Lastly, in this explanation discusses different vector spaces and their associated norms. Examples of vector spaces include \(\mathcal{R}^n\), the n-dimensional space of real numbers, and \(L^2(\mu)\). Norms are defined as non-negative real-valued functions that satisfy specific properties. For instance, in \(L^2(\mu)\), the norm is defined as \(\|f\|_2 = \left(\int f^2 d\mu\right)^{1/2}\), while in Euclidean space, the norm of a vector \(x\) is given by \(\|x\| = \left(\sum_{i=1}^{n}x_i^2\right)^{1/2}\), representing the familiar Euclidean distance. Normed spaces also have an induced metric, which serves as a measure of distance between elements. The variance of a random variable \(X\) is related to the norm through \(Var(X) = \|\mathbb{X} - \mu\|_2^2\), where \(\mu\) is the expectation of \(X\). The standard deviation corresponds to the actual norm, while the covariance between two random variables \(X\) and \(Y\) is defined as their inner product. Notably, the \(L_2(P)\) norm can be derived as a special case of the inner product when applied to \(X = Y\) and \(E(X) = 0\), but in general, norms in \(L_2(P)\) spaces cannot be obtained from an inner product.

Let \(V\) be a vector space. Examples of \(V\) are, \(V=\mathcal{R}^n\), the n-dimensional space of reals or \(V=L^2(\mu)=\{f:\int f^2 d\mu<\infty\}\).

A norm \(\vert\vert\cdot\vert\vert\) is non negative real-valued function on \(V\) which satisfies the three well known properties.

For \(f\in L^2(\mu)\), a norm is \(\vert\vert f\vert\vert_2=(\int f^2 d\mu)^{1/2}\).

In a Euclidean space, for \(x=(x_1,\ldots,x_n) \in \mathcal{R}^n\) a norm is defined as \(\vert\vert x\vert\vert=(\sum^{n}_{i=1}x_i^2)^{1/2}\)

In a normed space there is an induced metric(a "distance" between its elements) defined by: \(\vert\vert v-w\vert\vert,\;v,w\in V\).

For \(f,g\in L^2(\mu)\), \(\vert\vert f-g\vert\vert_2=(\int (f-g)^2 d\mu)^{1/2}\) and for \(x,y\in \mathcal{R}^n\) the induced metric is \(\vert\vert x-y\vert\vert=(\sum^{n}_{i=1}(x_i-y_i)^2)^{1/2}\) which is the well known Euclidean distance between two vectors.

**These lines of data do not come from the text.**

//! User-facing message catalogue.

use crate::config::Locale;

/// A piece of static text available in every supported locale
#[derive(Debug, Clone, Copy, PartialEq, Eq)]
pub struct LocalizedText {
    pub en: &'static str,
    pub uk: &'static str,
}

impl LocalizedText {
    pub const fn new(en: &'static str, uk: &'static str) -> Self {
        Self { en, uk }
    }

    pub fn get(&self, locale: Locale) -> &'static str {
        match locale {
            Locale::En => self.en,
            Locale::Uk => self.uk,
        }
    }
}

/// Messages the workflow can put into its error state
#[derive(Debug, Clone, Copy, PartialEq, Eq)]
pub enum Message {
    EmptyInput,
    TooShort { min_chars: usize },
    TooLong { max_chars: usize },
    ServerError,
    Unreachable,
    Busy,
}

impl Message {
    pub fn render(self, locale: Locale) -> String {
        match (self, locale) {
            (Message::EmptyInput, Locale::En) => "Please enter text or upload a file.".to_string(),
            (Message::EmptyInput, Locale::Uk) => {
                "Будь ласка, введіть текст або завантажте файл.".to_string()
            }
            (Message::TooShort { min_chars }, Locale::En) => {
                format!("The text is too short. Minimum {} characters.", min_chars)
            }
            (Message::TooShort { min_chars }, Locale::Uk) => {
                format!("Текст занадто короткий. Мінімум {} символів.", min_chars)
            }
            (Message::TooLong { max_chars }, Locale::En) => {
                format!("The text is too long. Maximum {} characters.", max_chars)
            }
            (Message::TooLong { max_chars }, Locale::Uk) => {
                format!("Текст занадто довгий. Максимум {} символів.", max_chars)
            }
            (Message::ServerError, Locale::En) => {
                "Something went wrong on the server. Please try again.".to_string()
            }
            (Message::ServerError, Locale::Uk) => {
                "Сталася помилка на сервері. Спробуйте ще раз.".to_string()
            }
            (Message::Unreachable, Locale::En) => "Could not connect to the server.".to_string(),
            (Message::Unreachable, Locale::Uk) => "Не вдалося зʼєднатись із сервером.".to_string(),
            (Message::Busy, Locale::En) => {
                "An analysis is already running. Please wait for the result.".to_string()
            }
            (Message::Busy, Locale::Uk) => {
                "Аналіз уже виконується. Зачекайте на результат.".to_string()
            }
        }
    }
}

#[cfg(test)]
mod tests {
    use super::*;

    #[test]
    fn test_limits_are_interpolated() {
        assert_eq!(
            Message::TooShort { min_chars: 150 }.render(Locale::En),
            "The text is too short. Minimum 150 characters."
        );
        assert_eq!(
            Message::TooLong { max_chars: 8000 }.render(Locale::Uk),
            "Текст занадто довгий. Максимум 8000 символів."
        );
    }

    #[test]
    fn test_every_message_has_both_locales() {
        let all = [
            Message::EmptyInput,
            Message::TooShort { min_chars: 1 },
            Message::TooLong { max_chars: 2 },
            Message::ServerError,
            Message::Unreachable,
            Message::Busy,
        ];
        for message in all {
            let en = message.render(Locale::En);
            let uk = message.render(Locale::Uk);
            assert!(!en.is_empty());
            assert!(!uk.is_empty());
            assert_ne!(en, uk);
        }
    }

    #[test]
    fn test_localized_text() {
        let text = LocalizedText::new("Nouns", "Іменники");
        assert_eq!(text.get(Locale::En), "Nouns");
        assert_eq!(text.get(Locale::Uk), "Іменники");
    }
}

So, the length of a vector is actually the Euclidean norm on \(\mathcal{R}^n\).

The variance is a special case. \(X\in \mathcal{R}\) is random variable ie a measurable function \(\mu\in \mathcal{R}\) is a constant, the expectation of \(X\), and \(P\) is a probability measure on \(X\) then \[Var(X)=\vert\vert X-\mu\vert\vert_2^2=\int(X-\mu)^2dP=E(X-\mu)^2\]

The standard deviation is the actual norm.

The covariance between two random variables \(X,Y\) is the inner product \(<X-E(X),Y-E(Y)>\;=\int (X-E(X))(Y-E(Y))dP\).

Notice that this inner product can produce the \(L_2(P)\) norm as special case for \(X=Y,\;E(X)=0\). \[<X,X>\;=\int X^2 dP=\vert\vert X\vert\vert_2^2\] This is the known formula \(Cov(X,X)=Var(X)\).

In general norms in \(L_2(P)\) spaces cannot be produced from an inner product.

With all that in mind, even this brief dip into functional analysis to clarify norms and measures is not very helpful to someone who is for the first time learning differential equations or probability thoery.